Kabar ini bahkan disebut telah menjadi perbincangan di kalangan pegawai kejaksaan di Surabaya dalam beberapa waktu terakhir.
Diduga Tidak Sendiri
Sumber tersebut juga mengungkapkan bahwa tidak menutup kemungkinan ada pihak lain yang ikut diperiksa dalam perkara tersebut.
“Yang jelas Aspidum sudah diamankan sebelum Lebaran. Untuk detail apakah ada pejabat lain yang ikut terlibat, saya tidak tahu pasti,” ujarnya.
Meski demikian, hingga kini belum ada informasi resmi mengenai perkara apa yang sedang diperiksa maupun sejauh mana proses pemeriksaan internal tersebut berlangsung.
Kejati Jatim Belum Mengetahui
Sementara itu, Kepala Seksi Penerangan Hukum (Kasi Penkum) Kejati Jawa Timur Adnan mengaku belum mengetahui informasi terkait kabar pengamanan tersebut.
“Mohon maaf saya belum tahu informasi itu, karena saya baru aktif dinas,” ujarnya saat dikonfirmasi.
Pernyataan singkat tersebut belum menjawab berbagai pertanyaan yang kini mulai mencuat di publik.
Menunggu Sikap Kejaksaan Agung
Pam SDO sendiri merupakan unit di Kejaksaan Agung yang memiliki tugas melakukan pengamanan serta pemeriksaan terhadap aparat kejaksaan yang diduga melakukan pelanggaran disiplin, etik, maupun penyalahgunaan kewenangan.

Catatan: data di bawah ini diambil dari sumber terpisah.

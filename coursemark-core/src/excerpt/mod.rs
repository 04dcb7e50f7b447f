//! Excerpt extraction from articles (by anchor text) and video transcripts
//! (by time range).

pub mod article;
pub mod video;

pub use article::{collapse_gaps, extract_article_excerpt, find_anchor, AnchorError, ArticleExcerpt};
pub use video::{
    extract_video_excerpt, format_timestamp, parse_timestamp, VideoExcerpt, VideoExcerptError,
};
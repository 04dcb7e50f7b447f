//! CLI command implementations.

pub mod build;
pub mod urls;
pub mod verify;

pub use build::build_content;
pub use urls::list_urls;
pub use verify::verify_content;

use anyhow::{bail, Context, Result};
use coursemark_core::{process_content, Config, FileSnapshot, ProcessResult};
use std::path::Path;

/// Resolve configuration from `--content` or the config file
pub fn load_config(config_path: &Path, content: Option<&Path>) -> Result<Config> {
    if let Some(dir) = content {
        return Ok(Config::for_content_dir(dir));
    }
    if !config_path.exists() {
        bail!(
            "No configuration found at {:?}; pass --content <DIR> or create one",
            config_path
        );
    }
    tracing::debug!("Loading config from {:?}", config_path);
    Config::from_file(config_path).context("Failed to load configuration")
}

/// Load the content directory and run one pass over it
pub fn run_pipeline(config: &Config) -> Result<ProcessResult> {
    let content_dir = config.content_dir();
    let snapshot = FileSnapshot::from_dir(&content_dir, &config.ignore_patterns)
        .with_context(|| format!("Failed to load content from {:?}", content_dir))?;
    Ok(process_content(&snapshot))
}
//! Lens documents (`Lenses/**/*.md`).
//!
//! A lens is a sequence of `### ` sections. Article and video sections name
//! their source and interleave excerpts of it with text, chat and question
//! segments; page sections carry text-only segments.

use super::{
    id_field, misplaced_block, parse_segment, read_frontmatter, required_source, SEGMENT_KINDS,
};
use crate::fields::{parse_blocks, Block, BlockGrammar};
use crate::models::{LensDoc, LensSection, LensSectionKind, ParseOutcome};
use coursemark_types::ContentError;

const LENS_GRAMMAR: BlockGrammar<'static> = BlockGrammar {
    levels: &[3, 4],
    keywords: &[
        "Page",
        "Article",
        "Video",
        "Text",
        "Chat",
        "Question",
        "Article-excerpt",
        "Video-excerpt",
    ],
};

/// Parse a lens file
pub fn parse_lens(content: &str, path: &str) -> ParseOutcome<LensDoc> {
    let mut errors = Vec::new();
    let Some(parsed) = read_frontmatter(content, path, &mut errors) else {
        return ParseOutcome::failed(errors);
    };

    let id = id_field(&parsed.frontmatter, path, true, &mut errors);
    let tree = parse_blocks(parsed.body, parsed.body_line, &LENS_GRAMMAR, path, &mut errors);

    let mut sections = Vec::new();
    for block in tree.blocks.iter().filter(|b| b.level == 3) {
        let kind = match block.kind.as_str() {
            "Page" => LensSectionKind::Page,
            "Article" => LensSectionKind::Article,
            "Video" => LensSectionKind::Video,
            other if SEGMENT_KINDS.contains(&other) => {
                errors.push(misplaced_block(
                    block,
                    "a lens outside a Page, Article or Video section",
                    path,
                ));
                continue;
            }
            _ => continue,
        };
        if let Some(section) = parse_section(block, kind, path, &mut errors) {
            sections.push(section);
        }
    }

    if sections.is_empty() {
        errors.push(
            ContentError::warning(path, "Lens has no sections")
                .at_line(parsed.body_line)
                .with_suggestion("Add a '### Page:', '### Article:' or '### Video:' section"),
        );
    }

    ParseOutcome::new(
        Some(LensDoc {
            path: path.to_string(),
            id,
            sections,
        }),
        errors,
    )
}

fn parse_section(
    block: &Block,
    kind: LensSectionKind,
    path: &str,
    errors: &mut Vec<ContentError>,
) -> Option<LensSection> {
    let source = match kind {
        LensSectionKind::Page => None,
        LensSectionKind::Article | LensSectionKind::Video => {
            Some(required_source(block, path, errors)?)
        }
    };

    let mut segments = Vec::new();
    for child in &block.children {
        if !SEGMENT_KINDS.contains(&child.kind.as_str()) {
            if LENS_GRAMMAR.keywords.contains(&child.kind.as_str()) {
                errors.push(misplaced_block(child, &format!("a {} section", kind.label()), path));
            }
            continue;
        }
        if let Some(problem) = segment_mismatch(kind, &child.kind) {
            errors.push(ContentError::warning(path, problem).at_line(child.line));
        }
        if let Some(segment) = parse_segment(child, path, errors) {
            segments.push(segment);
        }
    }

    Some(LensSection {
        kind,
        title: block.title_or_none(),
        source,
        segments,
        line: block.line,
    })
}

/// Describe an excerpt segment that does not match its section's source
fn segment_mismatch(section: LensSectionKind, segment: &str) -> Option<String> {
    if !segment.ends_with("-excerpt") {
        return None;
    }
    let matches_source = match section {
        LensSectionKind::Page => {
            return Some(format!(
                "{} segment in a Page section; page sections are text-only",
                segment
            ))
        }
        LensSectionKind::Article => segment == "Article-excerpt",
        LensSectionKind::Video => segment == "Video-excerpt",
    };
    (!matches_source).then(|| {
        format!(
            "{} segment in an {} section; it cannot excerpt the section's source",
            segment,
            section.label()
        )
    })
}

#[cfg(test)]
mod tests {
    use super::*;
    use crate::models::SegmentSpec;

    const LENS: &str = r#"---
id: 7d444840-9dc0-11d1-b245-5ffdce74fad2
tags: [alignment]
---
### Article: Specification gaming
source:: [[../articles/specification-gaming]]

#### Text
content:: Read the following excerpt.

#### Article-excerpt
from:: "Specification gaming is"
to:: "the intended outcome."

#### Chat
instructions:: Discuss the examples.

### Page: Reflection
#### Question
content:: What surprised you?
maxChars:: 500
"#;

    #[test]
    fn test_parse_lens() {
        let outcome = parse_lens(LENS, "Lenses/spec-gaming.md");
        assert!(outcome.errors.is_empty(), "{:?}", outcome.errors);
        let lens = outcome.document.unwrap();
        assert_eq!(lens.sections.len(), 2);

        let article = &lens.sections[0];
        assert_eq!(article.kind, LensSectionKind::Article);
        assert_eq!(article.title.as_deref(), Some("Specification gaming"));
        assert_eq!(
            article.source.as_ref().unwrap().target,
            "../articles/specification-gaming"
        );
        assert_eq!(article.segments.len(), 3);
        match &article.segments[1] {
            SegmentSpec::ArticleExcerpt { from, to, line, .. } => {
                assert_eq!(from.as_deref(), Some("Specification gaming is"));
                assert_eq!(to.as_deref(), Some("the intended outcome."));
                assert_eq!(*line, 11);
            }
            other => panic!("unexpected {other:?}"),
        }

        let page = &lens.sections[1];
        assert_eq!(page.kind, LensSectionKind::Page);
        assert!(matches!(
            &page.segments[0],
            SegmentSpec::Question { max_chars: Some(500), .. }
        ));
    }

    #[test]
    fn test_video_excerpt_in_article_section_warns() {
        let content = "---\nid: 7d444840-9dc0-11d1-b245-5ffdce74fad2\n---\n### Article:\nsource:: [[../articles/a]]\n#### Video-excerpt\nfrom:: 0:10\nto:: 0:20\n";
        let outcome = parse_lens(content, "Lenses/a.md");
        assert_eq!(outcome.errors.len(), 1);
        let warning = &outcome.errors[0];
        assert!(warning.is_warning());
        assert!(warning.message.starts_with("Video-excerpt segment in an Article section"));
        assert_eq!(warning.line, Some(6));
        assert_eq!(outcome.document.unwrap().sections[0].segments.len(), 1);
    }

    #[test]
    fn test_excerpt_in_page_section_warns() {
        let content = "---\nid: 7d444840-9dc0-11d1-b245-5ffdce74fad2\n---\n### Page: P\n#### Article-excerpt\nfrom:: a\n";
        let outcome = parse_lens(content, "Lenses/a.md");
        assert_eq!(outcome.errors.len(), 1);
        assert!(outcome.errors[0].message.contains("text-only"));
    }

    #[test]
    fn test_article_section_without_source_is_dropped() {
        let content = "---\nid: 7d444840-9dc0-11d1-b245-5ffdce74fad2\n---\n### Article: A\n#### Text\ncontent:: hi\n";
        let outcome = parse_lens(content, "Lenses/a.md");
        let lens = outcome.document.unwrap();
        assert!(lens.sections.is_empty());
        assert!(outcome.errors.iter().any(|e| e.is_error() && e.message.contains("source::")));
        assert!(outcome.errors.iter().any(|e| e.message == "Lens has no sections"));
    }

    #[test]
    fn test_non_string_id() {
        let content = "---\nid: 123\n---\n### Page: P\n#### Text\ncontent:: hi\n";
        let outcome = parse_lens(content, "Lenses/a.md");
        assert_eq!(outcome.errors.len(), 1);
        assert!(outcome.errors[0].message.contains("must be a string"));
        assert!(outcome.document.unwrap().id.is_none());
    }
}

Langkah pengamanan biasanya dilakukan secara tertutup sebelum hasil pemeriksaan diumumkan secara resmi.
Kasus yang menyeret pejabat setingkat Aspidum tentu menjadi sorotan serius, mengingat posisi tersebut memiliki peran strategis dalam penanganan perkara pidana umum di tingkat provinsi.
Hingga kini, publik masih menunggu penjelasan resmi dari Kejaksaan Agung RI terkait kabar pengamanan tersebut, termasuk apakah benar ada dugaan permainan perkara di balik pemeriksaan internal itu. (Ink)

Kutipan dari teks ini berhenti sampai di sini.